On a related note, if I grab messages from a maildir after
spamassassin has "quarantined" them ("The original message has
been attached to this so you can view it... yadda yadda") is
sa-learn smart enough to realize that the spam is contained in
the attachment? Or is this the same situation as a user-forward,
where I would need to write something to strip it out?

And as an aside, I'm curious about "peeking under the hood" too,
but in my case it's because I'm curious how many messages have
been trained. (In order to find out how soon the filter is going
to think the corpus is large enough to start using its bayes
rules.)

TIA. -g.




Re: Testing Bayes (auto)-learning

2005-03-17 Thread Paul Boven
Hi Daryl, everyone,
Daryl C. W. O'Shea wrote:
Paul Boven wrote:

My problem is that I have end-users that are basically claiming 'the 
more I send to the relearn-address, the lower the Bayes score seems to 
be getting.' The included headers seem to support that claim, so I 
really want to dig a bit deeper into the whole setup.

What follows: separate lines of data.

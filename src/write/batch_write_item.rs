use crate::{
    common::{Item, Record, key::PhysicalKey},
    error::{Error, Result},
};

use serde_dynamo::to_item;

/// Maximum number of requests per batch write.
pub const MAX_BATCH_WRITE_REQUESTS: usize = 25;

/// A single request within a batch write operation.
#[derive(Clone, Debug, PartialEq)]
pub enum BatchWriteItemRequest {
    /// Put item request - creates or replaces a physical record.
    PutItem(Record),
    /// Delete item request - removes an item by its physical key.
    DeleteItem(PhysicalKey),
}

/// Compiled request within a batch write.
#[derive(Clone, Debug, PartialEq)]
pub enum WriteRequestInput {
    /// Full item to put.
    Put(Item),
    /// Key of the item to delete.
    Delete(Item),
}

impl TryFrom<BatchWriteItemRequest> for WriteRequestInput {
    type Error = Error;

    fn try_from(write_request: BatchWriteItemRequest) -> Result<Self> {
        let request = match write_request {
            BatchWriteItemRequest::PutItem(record) => {
                PhysicalKey::from_record(&record)?;
                Self::Put(to_item(record)?)
            }
            BatchWriteItemRequest::DeleteItem(key) => Self::Delete((&key).into()),
        };
        Ok(request)
    }
}

/// Compiled batch write against one table.
#[derive(Clone, Debug, Default, PartialEq)]
pub struct BatchWriteItemInput {
    /// Requests, at most [`MAX_BATCH_WRITE_REQUESTS`].
    pub requests: Vec<WriteRequestInput>,
    /// Target table.
    pub table_name: String,
}

/// Raw result of a batch write.
#[derive(Clone, Debug, Default, PartialEq)]
pub struct BatchWriteItemOutput {
    /// Requests the store did not process in this round.
    pub unprocessed: Vec<WriteRequestInput>,
}

/// Batch write item operation.
///
/// Best effort: no atomicity across requests.
#[derive(Clone, Debug, Default, PartialEq)]
pub struct BatchWriteItem {
    /// Puts and deletes, in any mix.
    pub requests: Vec<BatchWriteItemRequest>,
    /// The name of the table to write to.
    pub table_name: String,
}

impl TryFrom<BatchWriteItem> for Vec<BatchWriteItemInput> {
    type Error = Error;

    fn try_from(batch_write_item: BatchWriteItem) -> Result<Self> {
        let mut requests = Vec::with_capacity(batch_write_item.requests.len());
        for request in batch_write_item.requests {
            requests.push(WriteRequestInput::try_from(request)?);
        }
        let inputs = requests
            .chunks(MAX_BATCH_WRITE_REQUESTS)
            .map(|chunk| BatchWriteItemInput {
                requests: chunk.to_vec(),
                table_name: batch_write_item.table_name.clone(),
            })
            .collect();
        Ok(inputs)
    }
}
use crate::{
    common::Item,
    error::{Error, Result},
};

use aws_sdk_dynamodb::{primitives::Blob, types};
use base64::{
    Engine,
    engine::general_purpose::{STANDARD, URL_SAFE_NO_PAD},
};
use serde::{Deserialize, Serialize};
use std::{collections, fmt};

/// Key attribute as carried inside a cursor, tagged with its store type.
#[derive(Debug, Deserialize, Serialize)]
enum KeyAttribute {
    S(String),
    N(String),
    B(String),
}

/// Opaque pagination token.
///
/// Wraps the store's continuation key. Callers must hand it back unchanged
/// together with the same query parameters that produced it.
#[derive(Clone, Debug, Eq, Hash, PartialEq)]
pub struct Cursor(String);

impl Cursor {
    /// Encode a continuation key.
    pub fn encode(last_evaluated_key: &Item) -> Result<Self> {
        let mut attributes = collections::BTreeMap::new();
        for (name, value) in last_evaluated_key {
            let attribute = match value {
                types::AttributeValue::S(value) => KeyAttribute::S(value.clone()),
                types::AttributeValue::N(value) => KeyAttribute::N(value.clone()),
                types::AttributeValue::B(value) => KeyAttribute::B(STANDARD.encode(value.as_ref())),
                other => {
                    return Err(Error::InvalidCursor(format!(
                        "key attribute `{name}` has unsupported type {other:?}"
                    )));
                }
            };
            attributes.insert(name.clone(), attribute);
        }
        let json = serde_json::to_vec(&attributes)
            .map_err(|error| Error::InvalidCursor(error.to_string()))?;
        Ok(Self(URL_SAFE_NO_PAD.encode(json)))
    }

    /// Decode back into the continuation key.
    pub fn decode(&self) -> Result<Item> {
        let json = URL_SAFE_NO_PAD
            .decode(&self.0)
            .map_err(|error| Error::InvalidCursor(error.to_string()))?;
        let attributes: collections::BTreeMap<String, KeyAttribute> =
            serde_json::from_slice(&json).map_err(|error| Error::InvalidCursor(error.to_string()))?;
        let mut item = Item::with_capacity(attributes.len());
        for (name, attribute) in attributes {
            let value = match attribute {
                KeyAttribute::S(value) => types::AttributeValue::S(value),
                KeyAttribute::N(value) => types::AttributeValue::N(value),
                KeyAttribute::B(value) => {
                    let bytes = STANDARD
                        .decode(value)
                        .map_err(|error| Error::InvalidCursor(error.to_string()))?;
                    types::AttributeValue::B(Blob::new(bytes))
                }
            };
            item.insert(name, value);
        }
        Ok(item)
    }

    /// The token text.
    pub fn as_str(&self) -> &str {
        &self.0
    }
}

impl From<String> for Cursor {
    fn from(token: String) -> Self {
        Self(token)
    }
}

impl From<Cursor> for String {
    fn from(cursor: Cursor) -> Self {
        cursor.0
    }
}

impl fmt::Display for Cursor {
    fn fmt(&self, f: &mut fmt::Formatter<'_>) -> fmt::Result {
        f.write_str(&self.0)
    }
}
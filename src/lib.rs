#![deny(missing_docs)]

//! # DynamoDB Entity
//!
//! An entity, key-design and plugin layer for single-table Amazon DynamoDB access.
//!
//! ## Overview
//!
//! Many record types share one table. Each record type is an [`Entity`]:
//! - a schema validates every record created, read or updated
//! - a [`KeyTransformer`](common::key::KeyTransformer) maps records to the physical `pk`/`sk` pair
//! - ordered plugins hook into every operation, at entity level and at [`Store`] level
//! - filters, sort-key conditions and projections compile into DynamoDB expressions
//!   with request-scoped placeholders
//!
//! ## Quick Example
//!
//! ```no_run
//! use dynamodb_entity::{
//!     common::{Record, condition::SortKeyCondition, key::KeyTransformer},
//!     config::StoreConfig,
//!     entity::{Entity, Unchecked},
//!     plugin::{EntityPlugin, Read, ReadHook},
//!     store::Store,
//! };
//! use serde_json::{Value, json};
//!
//! # async fn example() -> dynamodb_entity::Result<()> {
//! let store = Store::from_config(&StoreConfig {
//!     table_name: "app".to_string(),
//!     region: Some("eu-west-1".to_string()),
//!     ..Default::default()
//! })
//! .await;
//! // hide soft-deleted comments from every read
//! let soft_delete = EntityPlugin::new("soft_delete").after_get(ReadHook::sync(|record: Record| {
//!     match record.get("deleted") {
//!         Some(Value::Bool(true)) => Ok(Read::Hidden),
//!         _ => Ok(Read::Unchanged),
//!     }
//! }));
//! let comments = Entity::new("comment", store, Unchecked, KeyTransformer::hierarchy("COMMENT"))
//!     .with_plugins(vec![soft_delete]);
//! let comment = json!({"id": "c1", "parentId": "post1", "text": "first!"});
//! // stored under pk = "COMMENT#post1", sk = "COMMENT#c1"
//! comments.create(comment.as_object().cloned().unwrap_or_default()).await?;
//! let page = comments
//!     .query("COMMENT#post1")
//!     .sort_key(SortKeyCondition::BeginsWith("COMMENT#".to_string()))
//!     .limit(20)
//!     .exec_with_cursor()
//!     .await?;
//! println!("{} comments, more: {}", page.count, page.has_more);
//! # Ok(())
//! # }
//! ```
//!
//! ## Modules
//!
//! - [`mod@entity`] - Schema-validated CRUD, batch helpers, query builder and find
//! - [`mod@store`] - Store façade over one table
//! - [`mod@plugin`] - Store and entity hooks
//! - [`mod@common`] - Keys, conditions, selections and cursors
//! - [`mod@read`] - Read requests (GetItem, Query, Scan, BatchGetItem)
//! - [`mod@write`] - Write requests (PutItem, UpdateItem, DeleteItem, BatchWriteItem, TransactWriteItems)
//! - [`mod@transport`] - The seam to the DynamoDB client
//! - [`mod@config`] - Store settings
//!
//! ## Features
//!
//! - `tracing` - spans around every store and entity operation

/// Keys, conditions, attribute selection and cursors.
pub mod common;

/// Store settings and client construction.
pub mod config;

/// Entities: schema, keys and hooks bound together.
pub mod entity;

/// Error taxonomy.
pub mod error;

/// Store and entity hooks.
pub mod plugin;

/// Read requests for retrieving data from the table.
///
/// This module provides operations for:
/// - Getting individual items by key
/// - Querying a partition with sort-key conditions
/// - Scanning the table
/// - Batch retrieving multiple items
pub mod read;

/// Store façade.
pub mod store;

/// Transport seam.
pub mod transport;

/// Write requests for modifying data in the table.
///
/// This module provides operations for:
/// - Putting new items or replacing existing ones
/// - Updating items
/// - Deleting items by key
/// - Batch writing multiple items
/// - Writing several items atomically
pub mod write;

pub use entity::{Entity, Schema};
pub use error::{Error, Result};
pub use store::Store;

That there sounds like your problem.  How are your users sending mail to 
the 'relearn address'?  If they're not forwarding messages as an 
attachment, and you're not striping out these attached messages then it 
isn't going to work to your benefit, and you'll see the result you 
describe.
Yes, they're forwarding the messages as attachements, and yes, I'm 
stripping them out of the message/rfc822 attachements before feeding 
them to Bayes. And in all the tests I've done so far this seems to work, 
but now that we've upgraded to SA3.0.2 I can't peek 'under the hood' 
anymore to see if things are still being learned as they should.

Regards, Paul Boven.


Re: Testing Bayes (auto)-learning

2005-03-17 Thread Daryl C. W. O'Shea
Paul Boven wrote:
My problem is that I have end-users that are basically claiming 'the 
more I send to the relearn-address, the lower the Bayes score seems to 
be getting.' The included headers seem to support that claim, so I 
really want to dig a bit deeper into the whole setup.
That there sounds like your problem.  How are your users sending mail to 
the 'relearn address'?  If they're not forwarding messages as an 
attachment, and you're not striping out these attached messages then it 
isn't going to work to your benefit, and you'll see the result you describe.

Daryl